- **PROBLEM TO WORK ON**: Your answer should be every line of the entries that has the string "paths" in it.

Stored items from a collection
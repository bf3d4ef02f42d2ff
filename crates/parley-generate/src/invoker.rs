//! Parameter normalization, pipeline invocation, and output decoding.

use serde_json::Value;
use tracing::{debug, warn};

use parley_core::types::{
    GenerationParameters, DEFAULT_DO_SAMPLE, DEFAULT_MAX_NEW_TOKENS,
    DEFAULT_NUM_RETURN_SEQUENCES, DEFAULT_REPETITION_PENALTY, DEFAULT_TEMPERATURE,
    DEFAULT_TOP_K, DEFAULT_TOP_P,
};

use crate::error::GenerateError;
use crate::{PipelineRequest, TextGenerator, FALLBACK_PAD_TOKEN_ID};

// =============================================================================
// Normalization
// =============================================================================

/// Generation parameters with every default applied and every range enforced.
#[derive(Debug, Clone, PartialEq)]
pub struct ResolvedParameters {
    pub max_new_tokens: usize,
    pub do_sample: bool,
    pub temperature: f64,
    pub top_k: usize,
    pub top_p: f64,
    pub repetition_penalty: f64,
    pub num_return_sequences: usize,
}

impl Default for ResolvedParameters {
    fn default() -> Self {
        Self {
            max_new_tokens: DEFAULT_MAX_NEW_TOKENS,
            do_sample: DEFAULT_DO_SAMPLE,
            temperature: DEFAULT_TEMPERATURE,
            top_k: DEFAULT_TOP_K,
            top_p: DEFAULT_TOP_P,
            repetition_penalty: DEFAULT_REPETITION_PENALTY,
            num_return_sequences: DEFAULT_NUM_RETURN_SEQUENCES,
        }
    }
}

impl ResolvedParameters {
    /// Apply defaults to unset fields and pull out-of-range values back in.
    pub fn resolve(params: &GenerationParameters) -> Self {
        let max_new_tokens = match params.max_new_tokens {
            None => DEFAULT_MAX_NEW_TOKENS,
            Some(n) if n < 1 => {
                debug!(value = n, "max_new_tokens below 1, using 1");
                1
            }
            Some(n) => n as usize,
        };

        let temperature = match params.temperature {
            None => DEFAULT_TEMPERATURE,
            Some(t) if !t.is_finite() || t <= 0.0 => {
                debug!(value = t, "temperature must be positive, using default");
                DEFAULT_TEMPERATURE
            }
            Some(t) => t,
        };

        let top_k = match params.top_k {
            None => DEFAULT_TOP_K,
            Some(k) if k < 0 => {
                debug!(value = k, "negative top_k, disabling");
                0
            }
            Some(k) => k as usize,
        };

        let top_p = match params.top_p {
            None => DEFAULT_TOP_P,
            Some(p) if !p.is_finite() || p <= 0.0 || p > 1.0 => {
                debug!(value = p, "top_p outside (0, 1], using default");
                DEFAULT_TOP_P
            }
            Some(p) => p,
        };

        let repetition_penalty = match params.repetition_penalty {
            None => DEFAULT_REPETITION_PENALTY,
            Some(r) if !r.is_finite() || r < 1.0 => {
                debug!(value = r, "repetition_penalty below 1, disabling");
                1.0
            }
            Some(r) => r,
        };

        let num_return_sequences = match params.num_return_sequences {
            None => DEFAULT_NUM_RETURN_SEQUENCES,
            Some(n) if n < 1 => {
                debug!(value = n, "num_return_sequences below 1, using 1");
                1
            }
            Some(n) => n as usize,
        };

        Self {
            max_new_tokens,
            do_sample: params.do_sample.unwrap_or(DEFAULT_DO_SAMPLE),
            temperature,
            top_k,
            top_p,
            repetition_penalty,
            num_return_sequences,
        }
    }

    /// Build the full pipeline request: continuation only, truncated prompt.
    pub fn to_request(&self, pad_token_id: u32) -> PipelineRequest {
        PipelineRequest {
            max_new_tokens: Some(self.max_new_tokens),
            do_sample: Some(self.do_sample),
            temperature: Some(self.temperature),
            top_k: Some(self.top_k),
            top_p: Some(self.top_p),
            repetition_penalty: Some(self.repetition_penalty),
            num_return_sequences: Some(self.num_return_sequences),
            truncation: true,
            return_full_text: false,
            pad_token_id: Some(pad_token_id),
        }
    }
}

// =============================================================================
// Decoding
// =============================================================================

/// One decoded backend candidate.
#[derive(Debug, Clone, PartialEq, Eq)]
pub enum Candidate {
    /// A well-formed record's `generated_text`.
    Generated(String),
    /// The string form of a record that did not have the expected shape.
    RawFallback(String),
}

impl Candidate {
    /// Decode a backend record. Never fails.
    pub fn from_record(record: &Value) -> Self {
        match record.get("generated_text").and_then(Value::as_str) {
            Some(text) => Candidate::Generated(text.to_string()),
            None => match record {
                Value::String(s) => Candidate::RawFallback(s.clone()),
                other => Candidate::RawFallback(other.to_string()),
            },
        }
    }

    pub fn text(&self) -> &str {
        match self {
            Candidate::Generated(text) | Candidate::RawFallback(text) => text,
        }
    }

    pub fn into_text(self) -> String {
        match self {
            Candidate::Generated(text) | Candidate::RawFallback(text) => text,
        }
    }

    pub fn is_fallback(&self) -> bool {
        matches!(self, Candidate::RawFallback(_))
    }
}

// =============================================================================
// Invocation
// =============================================================================

/// Call `generator` with normalized parameters and decode each candidate.
pub fn generate_candidates(
    generator: &dyn TextGenerator,
    prompt: &str,
    params: &GenerationParameters,
) -> Result<Vec<Candidate>, GenerateError> {
    let resolved = ResolvedParameters::resolve(params);
    let pad_token_id = generator.pad_token_id().unwrap_or(FALLBACK_PAD_TOKEN_ID);
    let request = resolved.to_request(pad_token_id);

    debug!(
        backend = generator.name(),
        prompt_len = prompt.len(),
        sequences = resolved.num_return_sequences,
        "Invoking generation pipeline"
    );

    let records = generator.generate(prompt, &request)?;

    if records.len() != resolved.num_return_sequences {
        debug!(
            requested = resolved.num_return_sequences,
            returned = records.len(),
            "Backend returned a different number of sequences"
        );
    }

    Ok(records
        .iter()
        .map(|record| {
            let candidate = Candidate::from_record(record);
            if candidate.is_fallback() {
                warn!(
                    backend = generator.name(),
                    "Unexpected generation record shape, using its string form"
                );
            }
            candidate
        })
        .collect())
}

/// Call `generator` and return the candidate texts in backend order.
pub fn generate(
    generator: &dyn TextGenerator,
    prompt: &str,
    params: &GenerationParameters,
) -> Result<Vec<String>, GenerateError> {
    Ok(generate_candidates(generator, prompt, params)?
        .into_iter()
        .map(Candidate::into_text)
        .collect())
}
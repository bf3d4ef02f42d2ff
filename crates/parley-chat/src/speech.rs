//! Spoken output for assistant replies.
//!
//! Speech is best effort: callers log a [`SpeechError`] and carry on.

use std::env;
use std::path::{Path, PathBuf};
use std::process::{Command, Stdio};

use tracing::debug;

/// Errors from a speech synthesizer.
#[derive(Debug, thiserror::Error)]
pub enum SpeechError {
    #[error("speech synthesizer not found: {0}")]
    NotFound(String),
    #[error("speech synthesizer failed to start: {0}")]
    Io(#[from] std::io::Error),
    #[error("speech synthesizer exited with {0}")]
    Failed(String),
}

/// Something that can say a reply out loud.
pub trait SpeechOutput: Send + Sync {
    fn speak(&self, text: &str) -> Result<(), SpeechError>;
}

/// Speech output that does nothing.
#[derive(Debug, Clone, Copy, Default)]
pub struct SilentSpeech;

impl SpeechOutput for SilentSpeech {
    fn speak(&self, _text: &str) -> Result<(), SpeechError> {
        Ok(())
    }
}

/// Speaks through an external program such as `espeak` or `say`, passing
/// the text as its final argument.
#[derive(Debug, Clone)]
pub struct CommandSpeech {
    program: PathBuf,
    args: Vec<String>,
}

impl CommandSpeech {
    /// Resolve `command` once at startup.
    ///
    /// `command` may carry leading arguments (`"espeak -s 150"`). The program
    /// is looked up on `PATH` unless it already contains a path separator.
    pub fn resolve(command: &str) -> Result<Self, SpeechError> {
        let mut parts = command.split_whitespace();
        let name = parts
            .next()
            .ok_or_else(|| SpeechError::NotFound("empty speech command".to_string()))?;
        let program =
            find_program(name).ok_or_else(|| SpeechError::NotFound(name.to_string()))?;
        debug!(program = %program.display(), "Speech synthesizer resolved");
        Ok(Self {
            program,
            args: parts.map(str::to_string).collect(),
        })
    }

    pub fn program(&self) -> &Path {
        &self.program
    }
}

impl SpeechOutput for CommandSpeech {
    fn speak(&self, text: &str) -> Result<(), SpeechError> {
        let status = Command::new(&self.program)
            .args(&self.args)
            .arg(text)
            .stdin(Stdio::null())
            .stdout(Stdio::null())
            .stderr(Stdio::null())
            .status()?;
        if status.success() {
            Ok(())
        } else {
            Err(SpeechError::Failed(status.to_string()))
        }
    }
}

fn find_program(name: &str) -> Option<PathBuf> {
    let candidate = Path::new(name);
    if candidate.components().count() > 1 {
        return candidate.is_file().then(|| candidate.to_path_buf());
    }
    let paths = env::var_os("PATH")?;
    env::split_paths(&paths)
        .map(|dir| dir.join(name))
        .find(|p| p.is_file())
}

#[cfg(test)]
mod tests {
    use super::*;

    #[test]
    fn test_silent_speech_is_ok() {
        assert!(SilentSpeech.speak("hello").is_ok());
    }

    #[test]
    fn test_resolve_unknown_program() {
        let result = CommandSpeech::resolve("parley-no-such-synthesizer-xyz");
        assert!(matches!(result, Err(SpeechError::NotFound(_))));
    }

    #[test]
    fn test_resolve_empty_command() {
        assert!(matches!(
            CommandSpeech::resolve("   "),
            Err(SpeechError::NotFound(_))
        ));
    }

    #[cfg(unix)]
    #[test]
    fn test_command_speech_success() {
        let speech = CommandSpeech::resolve("true").unwrap();
        assert!(speech.program().ends_with("true"));
        assert!(speech.speak("hello world").is_ok());
    }

    #[cfg(unix)]
    #[test]
    fn test_command_speech_failure_status() {
        let speech = CommandSpeech::resolve("false").unwrap();
        assert!(matches!(speech.speak("hi"), Err(SpeechError::Failed(_))));
    }

    #[cfg(unix)]
    #[test]
    fn test_resolve_keeps_leading_arguments() {
        let speech = CommandSpeech::resolve("true -s 150").unwrap();
        assert_eq!(speech.args, vec!["-s", "150"]);
    }
}
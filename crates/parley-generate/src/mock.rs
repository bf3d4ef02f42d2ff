//! Deterministic generator for dry runs.

use serde_json::json;

use crate::error::GenerateError;
use crate::{PipelineRequest, TextGenerator};

/// Mock generator that echoes the prompt with a dry-run marker.
///
/// For each requested sequence it returns
/// `"{prompt} [DRY RUN] {flags}(seq {i})"`, where `flags` lists the supplied
/// `sample`, `temp`, `top_k` and `top_p` values in that order, each followed
/// by a space. Output depends only on the inputs.
#[derive(Debug, Clone, Default)]
pub struct MockGenerator;

impl MockGenerator {
    pub fn new() -> Self {
        Self
    }

    fn debug_flags(request: &PipelineRequest) -> String {
        let mut flags = String::new();
        if let Some(sample) = request.do_sample {
            flags.push_str(&format!("sample={} ", flag_bool(sample)));
        }
        if let Some(temp) = request.temperature {
            flags.push_str(&format!("temp={} ", flag_float(temp)));
        }
        if let Some(top_k) = request.top_k {
            flags.push_str(&format!("top_k={} ", top_k));
        }
        if let Some(top_p) = request.top_p {
            flags.push_str(&format!("top_p={} ", flag_float(top_p)));
        }
        flags
    }
}

fn flag_bool(value: bool) -> &'static str {
    if value {
        "True"
    } else {
        "False"
    }
}

/// Shortest round-trip float text with a signed two-digit exponent
/// (`1e-05`, `1.5e+16`) and at least one decimal otherwise.
fn flag_float(value: f64) -> String {
    if value.is_nan() {
        return "nan".to_string();
    }
    let repr = format!("{:?}", value);
    match repr.split_once('e') {
        Some((mantissa, exponent)) => {
            let (sign, digits) = match exponent.strip_prefix('-') {
                Some(digits) => ('-', digits),
                None => ('+', exponent),
            };
            format!("{}e{}{:0>2}", mantissa, sign, digits)
        }
        None => repr,
    }
}

impl TextGenerator for MockGenerator {
    fn generate(
        &self,
        prompt: &str,
        request: &PipelineRequest,
    ) -> Result<Vec<serde_json::Value>, GenerateError> {
        let n = request.num_return_sequences.unwrap_or(1).max(1);
        let flags = Self::debug_flags(request);

        tracing::debug!(sequences = n, "Mock generation");

        Ok((1..=n)
            .map(|i| {
                json!({
                    "generated_text": format!("{} [DRY RUN] {}(seq {})", prompt, flags, i)
                })
            })
            .collect())
    }

    fn name(&self) -> &str {
        "mock"
    }
}
//! Pipeline construction: mock for dry runs, ONNX model otherwise.

use std::path::{Path, PathBuf};
use std::sync::Arc;

use tracing::info;

use parley_core::config::GenerationConfig;

use crate::device::resolve_device;
use crate::error::GenerateError;
use crate::mock::MockGenerator;
use crate::SharedGenerator;

/// Device label reported for the mock pipeline.
pub const DRY_RUN_LABEL: &str = "dry";

/// Backend settings that are not part of a single request.
#[derive(Debug, Clone)]
pub struct BackendOptions {
    /// Directory that bare model names are resolved against.
    pub models_dir: PathBuf,
    /// Seed for the sampler's random number generator.
    pub seed: u64,
    /// Maximum sequence length the model accepts.
    pub max_context_tokens: usize,
}

impl Default for BackendOptions {
    fn default() -> Self {
        Self::from(&GenerationConfig::default())
    }
}

impl From<&GenerationConfig> for BackendOptions {
    fn from(config: &GenerationConfig) -> Self {
        Self {
            models_dir: PathBuf::from(&config.models_dir),
            seed: config.seed,
            max_context_tokens: config.max_context_tokens,
        }
    }
}

/// Resolve a model identifier to the directory holding its files.
///
/// An identifier naming an existing directory is used as-is; anything else
/// is looked up under `models_dir`.
pub fn resolve_model_dir(model_id: &str, models_dir: &Path) -> PathBuf {
    let direct = Path::new(model_id);
    if direct.is_dir() {
        direct.to_path_buf()
    } else {
        models_dir.join(model_id)
    }
}

/// Build a generation pipeline.
///
/// Returns the generator and a label describing where it runs: `"dry"` for
/// the mock, otherwise the resolved device index.
///
/// # Errors
/// `GenerateError::BackendUnavailable` when the real backend is not compiled
/// in, `GenerateError::ModelLoad` when the model cannot be loaded.
pub fn init_pipeline(
    model_id: &str,
    device: &str,
    dry_run: bool,
    options: &BackendOptions,
) -> Result<(SharedGenerator, String), GenerateError> {
    if dry_run {
        return Ok((Arc::new(MockGenerator::new()), DRY_RUN_LABEL.to_string()));
    }

    let device_index = resolve_device(device);
    let model_dir = resolve_model_dir(model_id, &options.models_dir);

    info!(
        model = %model_id,
        device = %device,
        device_index,
        path = %model_dir.display(),
        "Loading model"
    );

    let generator = load_backend(model_id, &model_dir, device_index, options)?;
    Ok((generator, device_index.to_string()))
}

#[cfg(feature = "onnx")]
fn load_backend(
    model_id: &str,
    model_dir: &Path,
    device_index: i32,
    options: &BackendOptions,
) -> Result<SharedGenerator, GenerateError> {
    let generator = crate::onnx::OnnxGenerator::from_directory(
        model_id,
        model_dir,
        device_index,
        options,
    )?;
    Ok(Arc::new(generator))
}

#[cfg(not(feature = "onnx"))]
fn load_backend(
    model_id: &str,
    _model_dir: &Path,
    _device_index: i32,
    _options: &BackendOptions,
) -> Result<SharedGenerator, GenerateError> {
    tracing::error!(
        model = %model_id,
        "Real generation backend not compiled in; rebuild with `--features onnx` or use dry-run"
    );
    Err(GenerateError::BackendUnavailable(
        "built without the `onnx` feature".to_string(),
    ))
}
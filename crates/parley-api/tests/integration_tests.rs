//! Integration tests for the Parley API.
//!
//! Each test builds its own router over fresh state and drives it with
//! `oneshot`, so no sockets are opened.

use std::io::Cursor;
use std::path::Path;
use std::sync::Arc;

use axum::body::Body;
use axum::http::{Request, StatusCode};
use serde_json::{json, Value};
use tower::ServiceExt;

use parley_api::handlers::{ChatResponse, HealthResponse, TranscribeResponse};
use parley_api::{create_router, AppState, TranscriberSlot};
use parley_chat::ConversationStore;
use parley_core::config::ParleyConfig;
use parley_transcribe::{MockTranscriptionService, WhisperConfig};

// =============================================================================
// Helpers
// =============================================================================

/// Config whose model lookups can never find a real model.
fn test_config(dir: &Path) -> ParleyConfig {
    let mut config = ParleyConfig::default();
    config.generation.models_dir = dir.join("models").to_string_lossy().to_string();
    config.transcription.model_path = dir.join("missing-ggml.bin").to_string_lossy().to_string();
    config
}

fn make_state(dir: &Path) -> AppState {
    AppState::new(
        test_config(dir),
        Arc::new(ConversationStore::new()),
        Some(dir.join("chat_state.json")),
    )
}

fn mock_transcriber(dir: &Path) -> TranscriberSlot {
    TranscriberSlot::with_service(
        WhisperConfig::from(&test_config(dir).transcription),
        Arc::new(MockTranscriptionService::new()),
    )
}

fn post_json(uri: &str, json: Value) -> Request<Body> {
    Request::post(uri)
        .header("content-type", "application/json")
        .body(Body::from(json.to_string()))
        .unwrap()
}

fn post_bytes(uri: &str, bytes: Vec<u8>) -> Request<Body> {
    Request::post(uri)
        .header("content-type", "audio/wav")
        .body(Body::from(bytes))
        .unwrap()
}

/// A `multipart/form-data` upload with one file part named `field`.
fn post_multipart(uri: &str, field: &str, bytes: &[u8]) -> Request<Body> {
    let boundary = "parley-upload-boundary";
    let mut body = format!(
        "--{boundary}\r\n\
         Content-Disposition: form-data; name=\"{field}\"; filename=\"clip.wav\"\r\n\
         Content-Type: audio/wav\r\n\r\n"
    )
    .into_bytes();
    body.extend_from_slice(bytes);
    body.extend_from_slice(format!("\r\n--{boundary}--\r\n").as_bytes());

    Request::post(uri)
        .header(
            "content-type",
            format!("multipart/form-data; boundary={boundary}"),
        )
        .body(Body::from(body))
        .unwrap()
}

async fn body_json<T: serde::de::DeserializeOwned>(response: axum::response::Response) -> T {
    let bytes = axum::body::to_bytes(response.into_body(), usize::MAX)
        .await
        .unwrap();
    serde_json::from_slice(&bytes).unwrap()
}

fn wav_bytes(samples: &[i16]) -> Vec<u8> {
    let spec = hound::WavSpec {
        channels: 1,
        sample_rate: 16000,
        bits_per_sample: 16,
        sample_format: hound::SampleFormat::Int,
    };
    let mut buf = Cursor::new(Vec::new());
    {
        let mut writer = hound::WavWriter::new(&mut buf, spec).unwrap();
        for &s in samples {
            writer.write_sample(s).unwrap();
        }
        writer.finalize().unwrap();
    }
    buf.into_inner()
}

// =============================================================================
// Health
// =============================================================================

#[tokio::test]
async fn test_health() {
    let dir = tempfile::tempdir().unwrap();
    let app = create_router(make_state(dir.path()));

    let response = app
        .oneshot(Request::get("/health").body(Body::empty()).unwrap())
        .await
        .unwrap();
    assert_eq!(response.status(), StatusCode::OK);

    let health: HealthResponse = body_json(response).await;
    assert_eq!(health.status, "healthy");
    assert_eq!(health.version, env!("CARGO_PKG_VERSION"));
    assert_eq!(health.history_len, 0);
}

// =============================================================================
// Chat
// =============================================================================

#[tokio::test]
async fn test_chat_dry_run_reply() {
    let dir = tempfile::tempdir().unwrap();
    let state = make_state(dir.path());
    let app = create_router(state.clone());

    let response = app
        .oneshot(post_json("/api/chat", json!({"message": "Hi"})))
        .await
        .unwrap();
    assert_eq!(response.status(), StatusCode::OK);

    let body: ChatResponse = body_json(response).await;
    assert_eq!(
        body.reply,
        "User: Hi\nAI: [DRY RUN] sample=True temp=0.8 top_k=0 top_p=0.92 (seq 1)"
    );
    assert_eq!(state.orchestrator.store().len(), 2);
}

#[tokio::test]
async fn test_chat_persists_state_file() {
    let dir = tempfile::tempdir().unwrap();
    let app = create_router(make_state(dir.path()));

    let response = app
        .oneshot(post_json("/api/chat", json!({"message": "Hello"})))
        .await
        .unwrap();
    assert_eq!(response.status(), StatusCode::OK);

    let saved: Value = serde_json::from_str(
        &std::fs::read_to_string(dir.path().join("chat_state.json")).unwrap(),
    )
    .unwrap();
    let history = saved["history"].as_array().unwrap();
    assert_eq!(history.len(), 2);
    assert_eq!(history[0], json!({"role": "user", "text": "Hello"}));
    assert_eq!(history[1]["role"], "assistant");
}

#[tokio::test]
async fn test_chat_empty_message_rejected() {
    let dir = tempfile::tempdir().unwrap();
    let state = make_state(dir.path());

    for body in [json!({"message": ""}), json!({}), json!({"message": "   "})] {
        let response = create_router(state.clone())
            .oneshot(post_json("/api/chat", body))
            .await
            .unwrap();
        assert_eq!(response.status(), StatusCode::BAD_REQUEST);
        let error: Value = body_json(response).await;
        assert_eq!(error, json!({"error": "no message"}));
    }

    assert_eq!(state.orchestrator.store().len(), 0);
    assert!(!dir.path().join("chat_state.json").exists());
}

#[tokio::test]
async fn test_chat_parameters_reach_generator() {
    let dir = tempfile::tempdir().unwrap();
    let app = create_router(make_state(dir.path()));

    let response = app
        .oneshot(post_json(
            "/api/chat",
            json!({"message": "Hi", "no_sample": true, "temperature": -1.0, "top_k": 40,
                   "num_return_sequences": 3}),
        ))
        .await
        .unwrap();
    assert_eq!(response.status(), StatusCode::OK);

    let body: ChatResponse = body_json(response).await;
    // Temperature is normalized; the first of three candidates is returned.
    assert_eq!(
        body.reply,
        "User: Hi\nAI: [DRY RUN] sample=False temp=0.8 top_k=40 top_p=0.92 (seq 1)"
    );
}

#[tokio::test]
async fn test_chat_history_builds_across_turns() {
    let dir = tempfile::tempdir().unwrap();
    let state = make_state(dir.path());

    for message in ["one", "two"] {
        let response = create_router(state.clone())
            .oneshot(post_json("/api/chat", json!({"message": message})))
            .await
            .unwrap();
        assert_eq!(response.status(), StatusCode::OK);
    }

    let history = state.orchestrator.store().snapshot();
    assert_eq!(history.len(), 4);
    assert_eq!(history[2].text, "two");
    assert!(history[3].text.starts_with("User: one\nAI: User: one"));
}

#[tokio::test]
async fn test_chat_real_backend_unavailable() {
    let dir = tempfile::tempdir().unwrap();
    let state = make_state(dir.path());
    let app = create_router(state.clone());

    let response = app
        .oneshot(post_json(
            "/api/chat",
            json!({"message": "Hi", "dry_run": false, "model": "not-installed"}),
        ))
        .await
        .unwrap();
    assert_eq!(response.status(), StatusCode::SERVICE_UNAVAILABLE);

    let error: Value = body_json(response).await;
    assert!(error["error"].is_string());
    assert!(state.orchestrator.store().is_empty());
    assert!(state.pipelines.is_empty());
}

// =============================================================================
// Transcription
// =============================================================================

#[tokio::test]
async fn test_transcribe_missing_model() {
    let dir = tempfile::tempdir().unwrap();
    let app = create_router(make_state(dir.path()));

    let response = app
        .oneshot(post_bytes("/api/transcribe", wav_bytes(&[0; 1600])))
        .await
        .unwrap();
    assert_eq!(response.status(), StatusCode::BAD_REQUEST);

    let error: Value = body_json(response).await;
    assert_eq!(error["error"], "transcription model not found");
    let expected = dir.path().join("missing-ggml.bin").to_string_lossy().to_string();
    assert_eq!(error["model_path"].as_str().unwrap(), expected);
    assert!(error["hint"].as_str().unwrap().contains("WHISPER_MODEL_PATH"));
}

#[tokio::test]
async fn test_transcribe_with_mock_service() {
    let dir = tempfile::tempdir().unwrap();
    let state = make_state(dir.path()).with_transcriber(mock_transcriber(dir.path()));
    let app = create_router(state);

    let response = app
        .oneshot(post_bytes("/api/transcribe", wav_bytes(&[100; 16000])))
        .await
        .unwrap();
    assert_eq!(response.status(), StatusCode::OK);

    let body: TranscribeResponse = body_json(response).await;
    assert_eq!(body.text, "[mock transcription]");
}

#[tokio::test]
async fn test_transcribe_multipart_file_part() {
    let dir = tempfile::tempdir().unwrap();
    let state = make_state(dir.path()).with_transcriber(mock_transcriber(dir.path()));
    let app = create_router(state);

    let response = app
        .oneshot(post_multipart("/api/transcribe", "file", &wav_bytes(&[100; 16000])))
        .await
        .unwrap();
    assert_eq!(response.status(), StatusCode::OK);

    let body: TranscribeResponse = body_json(response).await;
    assert_eq!(body.text, "[mock transcription]");
}

#[tokio::test]
async fn test_transcribe_multipart_without_file_part() {
    let dir = tempfile::tempdir().unwrap();
    let state = make_state(dir.path()).with_transcriber(mock_transcriber(dir.path()));
    let app = create_router(state);

    let response = app
        .oneshot(post_multipart("/api/transcribe", "audio", &wav_bytes(&[100; 1600])))
        .await
        .unwrap();
    assert_eq!(response.status(), StatusCode::BAD_REQUEST);

    let error: Value = body_json(response).await;
    assert_eq!(error, json!({"error": "no audio provided"}));
}

#[tokio::test]
async fn test_transcribe_multipart_missing_model() {
    let dir = tempfile::tempdir().unwrap();
    let app = create_router(make_state(dir.path()));

    let response = app
        .oneshot(post_multipart("/api/transcribe", "file", &wav_bytes(&[0; 1600])))
        .await
        .unwrap();
    assert_eq!(response.status(), StatusCode::BAD_REQUEST);

    let error: Value = body_json(response).await;
    assert_eq!(error["error"], "transcription model not found");
}

#[tokio::test]
async fn test_transcribe_empty_body() {
    let dir = tempfile::tempdir().unwrap();
    let state = make_state(dir.path()).with_transcriber(mock_transcriber(dir.path()));
    let app = create_router(state);

    let response = app
        .oneshot(post_bytes("/api/transcribe", Vec::new()))
        .await
        .unwrap();
    assert_eq!(response.status(), StatusCode::BAD_REQUEST);

    let error: Value = body_json(response).await;
    assert_eq!(error, json!({"error": "no audio provided"}));
}

#[tokio::test]
async fn test_transcribe_invalid_audio() {
    let dir = tempfile::tempdir().unwrap();
    let state = make_state(dir.path()).with_transcriber(mock_transcriber(dir.path()));
    let app = create_router(state);

    let response = app
        .oneshot(post_bytes("/api/transcribe", b"not a wav".to_vec()))
        .await
        .unwrap();
    assert_eq!(response.status(), StatusCode::INTERNAL_SERVER_ERROR);
}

- **SOLVED PROBLEM**:
    let paths = env::var_os("PATH")?;
    env::split_paths(&paths)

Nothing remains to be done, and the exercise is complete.